Post-fire shifts in the top five abundant classes within (a) archaeal and (b) bacterial communities. These classes were identified based on the harmonic mean of relative abundance and prevalence. Together, these classes represent approximately 68.8–81.64% of bacterial and 98.28–99.53% of archaeal communities, respectively. Mean relative abundances were computed from four independent biological replicates per group.

Fig. 3. Post-fire differences in depth-stratification of functional groups involved in methane turnover.

a Methanogens significantly increased relative to other archaea, and (b) methanotrophs significantly decreased relative to other bacteria at mid and deeper depths. c Methanotrophs-to-methanogens significantly decreased at mid and deeper depths after fire. a–c Represent four biological replicates per group, except for the post-fire surface in (c) which includes only two replicates with nonzero methanogen relative abundances. Significance was assessed using pairwise t-tests and is expressed as ***p < 0.001; **p < 0.01; *p < 0.05. Exact p values with test statistics are provided in the main text. d Changes in relative abundance of predicted methanogens across depth between burnt and intact sites. Each column represents an ASV, and their class labels are displayed above the tree. Mean relative abundance was computed from four biological replicates and square-root transformed for visual clarity. The colour strip at the top represents predicted methanogenesis pathways, and columns are hierarchically clustered based on Spearman-rank correlations.

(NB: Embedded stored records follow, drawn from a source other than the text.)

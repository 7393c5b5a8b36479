mod common;

use common::TestApp;
use rust_decimal::Decimal;
use serde_json::json;

#[tokio::test]
async fn missing_token_mints_a_fresh_cart() {
    let app = TestApp::spawn().await;
    let item = app
        .seed_menu_item("Puff Puff", "puff-puff", Decimal::new(500_00, 2))
        .await;

    let response = app
        .http
        .get(app.url("/cart"))
        .send()
        .await
        .expect("Failed to execute request");
    assert_eq!(response.status().as_u16(), 200);

    let cart: serde_json::Value = response.json().await.expect("Invalid body");
    assert_eq!(cart["item_count"], 0);
    let token = cart["cart_token"].as_str().unwrap().to_string();
    assert!(!token.is_empty());

    // The minted token identifies a usable cart.
    app.add_to_cart(&token, item, 1).await;
    let response = app
        .http
        .get(app.url("/cart"))
        .header("x-cart-token", &token)
        .send()
        .await
        .unwrap();
    let cart: serde_json::Value = response.json().await.unwrap();
    assert_eq!(cart["item_count"], 1);
}

#[tokio::test]
async fn empty_cart_returns_zero_totals() {
    let app = TestApp::spawn().await;

    let response = app
        .http
        .get(app.url("/cart"))
        .header("x-cart-token", "cart-abc")
        .send()
        .await
        .expect("Failed to execute request");
    assert_eq!(response.status().as_u16(), 200);

    let cart: serde_json::Value = response.json().await.expect("Invalid body");
    assert_eq!(cart["item_count"], 0);
    assert_eq!(cart["subtotal"], "0");
}

#[tokio::test]
async fn adding_same_item_twice_merges_the_line() {
    let app = TestApp::spawn().await;
    let item = app
        .seed_menu_item("Jollof Rice", "jollof-rice", Decimal::new(3_500_00, 2))
        .await;

    app.add_to_cart("cart-merge", item, 2).await;
    app.add_to_cart("cart-merge", item, 1).await;

    let response = app
        .http
        .get(app.url("/cart"))
        .header("x-cart-token", "cart-merge")
        .send()
        .await
        .expect("Failed to execute request");
    let cart: serde_json::Value = response.json().await.expect("Invalid body");

    let items = cart["items"].as_array().unwrap();
    assert_eq!(items.len(), 1);
    assert_eq!(items[0]["quantity"], 3);
    assert_eq!(cart["item_count"], 3);
    assert_eq!(cart["subtotal"], "10500.00");
}

#[tokio::test]
async fn unavailable_item_cannot_be_added() {
    let app = TestApp::spawn().await;
    let item = app
        .seed_menu_item("Off Menu", "off-menu", Decimal::new(2_000_00, 2))
        .await;
    sqlx::query("UPDATE menu_items SET is_available = FALSE WHERE item_id = $1")
        .bind(item)
        .execute(app.pool())
        .await
        .unwrap();

    let response = app
        .http
        .post(app.url("/cart/items"))
        .header("x-cart-token", "cart-unavail")
        .json(&json!({ "menu_item_id": item, "quantity": 1 }))
        .send()
        .await
        .expect("Failed to execute request");
    assert_eq!(response.status().as_u16(), 422);
}

#[tokio::test]
async fn line_quantity_can_be_updated_and_removed() {
    let app = TestApp::spawn().await;
    let item = app
        .seed_menu_item("Pepper Soup", "pepper-soup", Decimal::new(4_000_00, 2))
        .await;
    app.add_to_cart("cart-edit", item, 1).await;

    let response = app
        .http
        .get(app.url("/cart"))
        .header("x-cart-token", "cart-edit")
        .send()
        .await
        .unwrap();
    let cart: serde_json::Value = response.json().await.unwrap();
    let line_id = cart["items"][0]["cart_item_id"].as_str().unwrap().to_string();

    let response = app
        .http
        .patch(app.url(&format!("/cart/items/{}", line_id)))
        .header("x-cart-token", "cart-edit")
        .json(&json!({ "quantity": 4 }))
        .send()
        .await
        .expect("Failed to execute request");
    assert_eq!(response.status().as_u16(), 200);
    let cart: serde_json::Value = response.json().await.unwrap();
    assert_eq!(cart["items"][0]["quantity"], 4);
    assert_eq!(cart["subtotal"], "16000.00");

    let response = app
        .http
        .delete(app.url(&format!("/cart/items/{}", line_id)))
        .header("x-cart-token", "cart-edit")
        .send()
        .await
        .expect("Failed to execute request");
    assert_eq!(response.status().as_u16(), 200);
    let cart: serde_json::Value = response.json().await.unwrap();
    assert_eq!(cart["item_count"], 0);
}

#[tokio::test]
async fn price_captured_at_add_does_not_move_with_the_menu() {
    let app = TestApp::spawn().await;
    let item = app
        .seed_menu_item("Fried Rice", "fried-rice", Decimal::new(3_000_00, 2))
        .await;
    app.add_to_cart("cart-frozen", item, 2).await;

    sqlx::query("UPDATE menu_items SET price = 9999.00 WHERE item_id = $1")
        .bind(item)
        .execute(app.pool())
        .await
        .unwrap();

    let response = app
        .http
        .get(app.url("/cart"))
        .header("x-cart-token", "cart-frozen")
        .send()
        .await
        .unwrap();
    let cart: serde_json::Value = response.json().await.unwrap();
    assert_eq!(cart["subtotal"], "6000.00");
}

#[tokio::test]
async fn carts_are_isolated_per_token() {
    let app = TestApp::spawn().await;
    let item = app
        .seed_menu_item("Akara", "akara", Decimal::new(800_00, 2))
        .await;
    app.add_to_cart("cart-one", item, 5).await;

    let response = app
        .http
        .get(app.url("/cart"))
        .header("x-cart-token", "cart-two")
        .send()
        .await
        .unwrap();
    let cart: serde_json::Value = response.json().await.unwrap();
    assert_eq!(cart["item_count"], 0);
}
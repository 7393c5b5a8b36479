//! Blog posts and comments.

use chrono::{DateTime, Utc};
use serde::{Deserialize, Serialize};
use sqlx::FromRow;
use uuid::Uuid;

#[derive(Debug, Clone, Serialize, Deserialize, FromRow)]
pub struct BlogPost {
    pub post_id: Uuid,
    pub title: String,
    pub slug: String,
    pub author_name: String,
    pub excerpt: String,
    pub body: String,
    pub is_published: bool,
    pub publish_utc: Option<DateTime<Utc>>,
    pub view_count: i32,
    pub created_utc: DateTime<Utc>,
    pub updated_utc: DateTime<Utc>,
}

/// Comments are visible by default and can be hidden by moderation.
#[derive(Debug, Clone, Serialize, Deserialize, FromRow)]
pub struct BlogComment {
    pub comment_id: Uuid,
    pub post_id: Uuid,
    pub author: String,
    pub email: String,
    pub content: String,
    pub is_approved: bool,
    pub created_utc: DateTime<Utc>,
}

/// Input for creating a post.
#[derive(Debug, Clone)]
pub struct CreateBlogPost {
    pub title: String,
    pub slug: String,
    pub author_name: String,
    pub excerpt: String,
    pub body: String,
    pub is_published: bool,
}
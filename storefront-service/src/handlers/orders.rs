//! Checkout and order handlers.

use axum::{
    extract::{Path, Query, State},
    http::StatusCode,
    Json,
};
use chrono::{NaiveDate, Utc};
use rust_decimal::Decimal;
use serde::Deserialize;
use service_core::error::AppError;
use uuid::Uuid;
use validator::Validate;

use crate::handlers::cart::CartToken;
use crate::models::{
    generate_order_number, generate_payment_reference, Order, OrderItem, OrderPaymentStatus,
    OrderStatus, OrderType, OrderView,
};
use crate::services::metrics::record_order_created;
use crate::AppState;

#[derive(Debug, Deserialize, Validate)]
pub struct CheckoutRequest {
    #[validate(length(min = 1, max = 200))]
    pub name: String,
    #[validate(email)]
    pub email: String,
    #[validate(length(min = 1, max = 30))]
    pub phone: String,
    #[validate(length(min = 1, max = 500))]
    pub address: String,
    #[validate(length(min = 1, max = 100))]
    pub city: String,
    #[serde(default)]
    pub state: String,
    #[serde(default = "default_country")]
    pub country: String,
    #[serde(default)]
    pub zip: String,
    pub delivery_date: Option<NaiveDate>,
    #[serde(default)]
    pub special_instructions: String,
    #[serde(default = "default_payment_method")]
    pub payment_method: String,
}

fn default_country() -> String {
    "Nigeria".to_string()
}

fn default_payment_method() -> String {
    "paystack".to_string()
}

#[derive(Debug, Deserialize)]
pub struct ListOrdersQuery {
    pub email: String,
}

#[derive(Debug, Deserialize)]
pub struct UpdateStatusRequest {
    pub status: String,
}

#[derive(Debug, Deserialize, Validate)]
pub struct SetTrackingRequest {
    #[validate(length(min = 1, max = 100))]
    pub tracking_number: String,
}

/// Convert the caller's cart into an order.
///
/// Totals are computed server-side: flat delivery fee plus VAT on the
/// item subtotal. The cart is left intact until payment settles, so an
/// abandoned checkout costs the customer nothing.
pub async fn checkout(
    State(state): State<AppState>,
    token: CartToken,
    Json(payload): Json<CheckoutRequest>,
) -> Result<(StatusCode, Json<OrderView>), AppError> {
    payload.validate()?;

    let cart = state
        .db
        .get_cart(&token.0)
        .await?
        .ok_or_else(|| AppError::NotFound(anyhow::anyhow!("Cart not found")))?;

    let cart_items = state.db.list_cart_items(cart.cart_id).await?;
    if cart_items.is_empty() {
        return Err(AppError::BadRequest(anyhow::anyhow!("Cart is empty")));
    }

    let subtotal: Decimal = cart_items.iter().map(|i| i.line_subtotal()).sum();
    let shipping_fee = state.config.checkout.flat_shipping_fee;
    let tax = (subtotal * state.config.checkout.tax_rate).round_dp(2);
    let discount = Decimal::ZERO;
    let total = subtotal + shipping_fee + tax - discount;

    let now = Utc::now();
    let order_id = Uuid::new_v4();
    let order = Order {
        order_id,
        order_number: generate_order_number(now),
        order_type: OrderType::Single.as_str().to_string(),
        status: OrderStatus::PaymentPending.as_str().to_string(),
        cart_id: Some(cart.cart_id),
        subtotal,
        shipping_fee,
        tax,
        discount,
        total,
        shipping_name: payload.name,
        shipping_email: payload.email,
        shipping_phone: payload.phone,
        shipping_address: payload.address,
        shipping_city: payload.city,
        shipping_state: payload.state,
        shipping_country: payload.country,
        shipping_zip: payload.zip,
        delivery_date: payload.delivery_date,
        special_instructions: payload.special_instructions,
        payment_method: payload.payment_method,
        payment_status: OrderPaymentStatus::Pending.as_str().to_string(),
        payment_reference: generate_payment_reference(),
        paid_utc: None,
        tracking_number: String::new(),
        notes: String::new(),
        created_utc: now,
        updated_utc: now,
    };

    let items: Vec<OrderItem> = cart_items
        .iter()
        .map(|line| OrderItem {
            order_item_id: Uuid::new_v4(),
            order_id,
            menu_item_id: Some(line.menu_item_id),
            item_name: line.item_name.clone(),
            quantity: line.quantity,
            unit_price: line.price_at_add,
            subtotal: line.line_subtotal(),
            special_instructions: line.special_instructions.clone(),
        })
        .collect();

    state.db.create_order(&order, &items).await?;
    record_order_created(&order.order_type);

    let mailer = state.mailer.clone();
    let order_for_mail = order.clone();
    tokio::spawn(async move {
        if let Err(e) = mailer.send_order_confirmation(&order_for_mail).await {
            tracing::warn!(error = %e, order_number = %order_for_mail.order_number, "Order confirmation email failed");
        }
    });

    Ok((StatusCode::CREATED, Json(OrderView { order, items })))
}

pub async fn list_orders(
    State(state): State<AppState>,
    Query(query): Query<ListOrdersQuery>,
) -> Result<Json<Vec<Order>>, AppError> {
    let orders = state.db.list_orders_by_email(&query.email).await?;
    Ok(Json(orders))
}

pub async fn get_order(
    State(state): State<AppState>,
    Path(order_number): Path<String>,
) -> Result<Json<OrderView>, AppError> {
    let order = state
        .db
        .get_order_by_number(&order_number)
        .await?
        .ok_or_else(|| AppError::NotFound(anyhow::anyhow!("Order not found")))?;
    let items = state.db.list_order_items(order.order_id).await?;
    Ok(Json(OrderView { order, items }))
}

pub async fn update_status(
    State(state): State<AppState>,
    Path(order_number): Path<String>,
    Json(payload): Json<UpdateStatusRequest>,
) -> Result<Json<Order>, AppError> {
    let status = OrderStatus::parse(&payload.status).ok_or_else(|| {
        AppError::BadRequest(anyhow::anyhow!("Unknown order status: {}", payload.status))
    })?;

    let order = state
        .db
        .update_order_status(&order_number, status)
        .await?
        .ok_or_else(|| AppError::NotFound(anyhow::anyhow!("Order not found")))?;
    Ok(Json(order))
}

/// Record a dispatch tracking number and move the order to dispatched.
pub async fn set_tracking(
    State(state): State<AppState>,
    Path(order_number): Path<String>,
    Json(payload): Json<SetTrackingRequest>,
) -> Result<Json<Order>, AppError> {
    payload.validate()?;

    let order = state
        .db
        .set_order_tracking_number(&order_number, &payload.tracking_number)
        .await?
        .ok_or_else(|| AppError::NotFound(anyhow::anyhow!("Order not found")))?;
    Ok(Json(order))
}
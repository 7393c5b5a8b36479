//! Order models.
//!
//! Order items are snapshots: `item_name` and `unit_price` are copied
//! from the cart at order-creation time and never recomputed from the
//! live menu afterwards.

use chrono::{DateTime, NaiveDate, Utc};
use rust_decimal::Decimal;
use serde::{Deserialize, Serialize};
use sqlx::FromRow;
use uuid::Uuid;

/// Order lifecycle states.
#[derive(Debug, Clone, Copy, PartialEq, Eq, Serialize, Deserialize)]
#[serde(rename_all = "snake_case")]
pub enum OrderStatus {
    Pending,
    PaymentPending,
    Paid,
    Processing,
    ReadyForPickup,
    Dispatched,
    Delivered,
    Cancelled,
}

impl OrderStatus {
    pub fn as_str(&self) -> &'static str {
        match self {
            OrderStatus::Pending => "pending",
            OrderStatus::PaymentPending => "payment_pending",
            OrderStatus::Paid => "paid",
            OrderStatus::Processing => "processing",
            OrderStatus::ReadyForPickup => "ready_for_pickup",
            OrderStatus::Dispatched => "dispatched",
            OrderStatus::Delivered => "delivered",
            OrderStatus::Cancelled => "cancelled",
        }
    }

    pub fn parse(s: &str) -> Option<Self> {
        match s {
            "pending" => Some(OrderStatus::Pending),
            "payment_pending" => Some(OrderStatus::PaymentPending),
            "paid" => Some(OrderStatus::Paid),
            "processing" => Some(OrderStatus::Processing),
            "ready_for_pickup" => Some(OrderStatus::ReadyForPickup),
            "dispatched" => Some(OrderStatus::Dispatched),
            "delivered" => Some(OrderStatus::Delivered),
            "cancelled" => Some(OrderStatus::Cancelled),
            _ => None,
        }
    }
}

/// What kind of purchase an order represents.
#[derive(Debug, Clone, Copy, PartialEq, Eq, Serialize, Deserialize)]
#[serde(rename_all = "snake_case")]
pub enum OrderType {
    Single,
    Subscription,
    Catering,
    Shipping,
}

impl OrderType {
    pub fn as_str(&self) -> &'static str {
        match self {
            OrderType::Single => "single",
            OrderType::Subscription => "subscription",
            OrderType::Catering => "catering",
            OrderType::Shipping => "shipping",
        }
    }
}

/// Payment settlement state carried on the order.
#[derive(Debug, Clone, Copy, PartialEq, Eq, Serialize, Deserialize)]
#[serde(rename_all = "snake_case")]
pub enum OrderPaymentStatus {
    Pending,
    Paid,
    Failed,
    Refunded,
}

impl OrderPaymentStatus {
    pub fn as_str(&self) -> &'static str {
        match self {
            OrderPaymentStatus::Pending => "pending",
            OrderPaymentStatus::Paid => "paid",
            OrderPaymentStatus::Failed => "failed",
            OrderPaymentStatus::Refunded => "refunded",
        }
    }
}

#[derive(Debug, Clone, Serialize, Deserialize, FromRow)]
pub struct Order {
    pub order_id: Uuid,
    pub order_number: String,
    pub order_type: String,
    pub status: String,
    pub cart_id: Option<Uuid>,

    // Totals
    pub subtotal: Decimal,
    pub shipping_fee: Decimal,
    pub tax: Decimal,
    pub discount: Decimal,
    pub total: Decimal,

    // Shipping contact
    pub shipping_name: String,
    pub shipping_email: String,
    pub shipping_phone: String,
    pub shipping_address: String,
    pub shipping_city: String,
    pub shipping_state: String,
    pub shipping_country: String,
    pub shipping_zip: String,
    pub delivery_date: Option<NaiveDate>,
    pub special_instructions: String,

    // Payment
    pub payment_method: String,
    pub payment_status: String,
    pub payment_reference: String,
    pub paid_utc: Option<DateTime<Utc>>,

    // Tracking
    pub tracking_number: String,
    pub notes: String,

    pub created_utc: DateTime<Utc>,
    pub updated_utc: DateTime<Utc>,
}

/// Snapshotted order line.
#[derive(Debug, Clone, Serialize, Deserialize, FromRow)]
pub struct OrderItem {
    pub order_item_id: Uuid,
    pub order_id: Uuid,
    pub menu_item_id: Option<Uuid>,
    pub item_name: String,
    pub quantity: i32,
    pub unit_price: Decimal,
    pub subtotal: Decimal,
    pub special_instructions: String,
}

/// Order with its lines, as returned to clients.
#[derive(Debug, Clone, Serialize)]
pub struct OrderView {
    #[serde(flatten)]
    pub order: Order,
    pub items: Vec<OrderItem>,
}

/// Generate an order number: `ORD-{unix_ts}-{8 hex chars}`.
pub fn generate_order_number(now: DateTime<Utc>) -> String {
    let suffix = Uuid::new_v4().simple().to_string();
    format!(
        "ORD-{}-{}",
        now.timestamp(),
        suffix[..8].to_ascii_uppercase()
    )
}

#[cfg(test)]
mod tests {
    use super::*;

    #[test]
    fn order_number_shape() {
        let number = generate_order_number(Utc::now());
        let parts: Vec<&str> = number.split('-').collect();
        assert_eq!(parts.len(), 3);
        assert_eq!(parts[0], "ORD");
        assert_eq!(parts[2].len(), 8);
        assert!(parts[2]
            .chars()
            .all(|c| c.is_ascii_digit() || c.is_ascii_uppercase()));
    }

    #[test]
    fn status_round_trips() {
        for s in [
            "pending",
            "payment_pending",
            "paid",
            "processing",
            "ready_for_pickup",
            "dispatched",
            "delivered",
            "cancelled",
        ] {
            assert_eq!(OrderStatus::parse(s).unwrap().as_str(), s);
        }
        assert!(OrderStatus::parse("shipped").is_none());
    }
}
//! service-core: Shared infrastructure for the storefront services.
pub mod error;
pub mod middleware;

pub use axum;
pub use serde;
pub use serde_json;
pub use tokio;
pub use tower;
pub use tower_http;
pub use tracing;
pub use validator;
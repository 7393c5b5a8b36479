//! Transactional email over SMTP.
//!
//! Mail is best-effort: callers fire notifications in a background task
//! and a send failure never fails the originating request.

use crate::config::SmtpConfig;
use crate::models::{CateringEnquiry, Order};
use lettre::{
    message::{header::ContentType, Mailbox},
    transport::smtp::authentication::Credentials,
    AsyncSmtpTransport, AsyncTransport, Message, Tokio1Executor,
};
use secrecy::ExposeSecret;
use service_core::error::AppError;

#[derive(Clone)]
pub struct Mailer {
    config: SmtpConfig,
    transport: Option<AsyncSmtpTransport<Tokio1Executor>>,
}

impl Mailer {
    pub fn new(config: SmtpConfig) -> Result<Self, AppError> {
        if !config.enabled {
            return Ok(Self {
                config,
                transport: None,
            });
        }

        let creds = Credentials::new(
            config.user.clone(),
            config.password.expose_secret().clone(),
        );
        let transport = AsyncSmtpTransport::<Tokio1Executor>::starttls_relay(&config.host)
            .map_err(|e| AppError::EmailError(format!("Failed to create SMTP relay: {}", e)))?
            .port(config.port)
            .credentials(creds)
            .build();

        Ok(Self {
            config,
            transport: Some(transport),
        })
    }

    pub fn is_enabled(&self) -> bool {
        self.transport.is_some()
    }

    pub async fn send_order_confirmation(&self, order: &Order) -> Result<(), AppError> {
        let body = format!(
            "Hello {},\n\nThank you for your order {}.\n\n\
             Subtotal: {} {}\nDelivery: {} {}\nVAT: {} {}\nTotal: {} {}\n\n\
             We will confirm your delivery date once payment is received.\n",
            order.shipping_name,
            order.order_number,
            order.subtotal,
            "NGN",
            order.shipping_fee,
            "NGN",
            order.tax,
            "NGN",
            order.total,
            "NGN",
        );
        self.send(
            &order.shipping_email,
            &format!("Order confirmation - {}", order.order_number),
            body,
        )
        .await
    }

    pub async fn send_enquiry_acknowledgement(
        &self,
        enquiry: &CateringEnquiry,
    ) -> Result<(), AppError> {
        let body = format!(
            "Hello {},\n\nWe received your catering enquiry for {} guests on {}.\n\
             Our team will get back to you shortly.\n",
            enquiry.name, enquiry.number_of_guests, enquiry.event_date,
        );
        self.send(&enquiry.email, "We received your enquiry", body)
            .await
    }

    async fn send(&self, to: &str, subject: &str, body: String) -> Result<(), AppError> {
        let Some(transport) = self.transport.as_ref() else {
            tracing::debug!(to = %to, subject = %subject, "SMTP disabled, skipping email");
            return Ok(());
        };

        let from: Mailbox = format!("{} <{}>", self.config.from_name, self.config.from_email)
            .parse()
            .map_err(|e| AppError::EmailError(format!("Invalid from address: {}", e)))?;
        let to: Mailbox = to
            .parse()
            .map_err(|e| AppError::EmailError(format!("Invalid recipient: {}", e)))?;

        let message = Message::builder()
            .from(from)
            .to(to)
            .subject(subject)
            .header(ContentType::TEXT_PLAIN)
            .body(body)
            .map_err(|e| AppError::EmailError(format!("Failed to build message: {}", e)))?;

        transport
            .send(message)
            .await
            .map_err(|e| AppError::EmailError(format!("Failed to send email: {}", e)))?;

        Ok(())
    }
}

Fig. 4. Depth-dependent shifts in the relative importance of different assembly processes after fire.

Post-fire changes in dispersal limitation, drift, homogeneous selection, and stochasticity governing archaeal and bacterial community assembly across depth. Stochasticity represents the combined relative importance of drift, dispersal limitation, and homogenizing dispersal. Data (n = 6 comparisons among four biological replicates) are presented as mean value ± SD, with error bars representing standard deviations. Significance was assessed using one-sided bootstrap tests and is indicated as ***p < 0.001; **p < 0.01; *p < 0.05.

Fig. 5. Post-fire shifts in the relative importance of assembly processes governing different archaeal groups at deeper depth.

Shaded bars represent the dominant assembly process governing a particular phylogenetic bin. This was identified qualitatively as the process with the highest relative importance. Data (n = 6 comparisons among four biological replicates) are presented as mean values.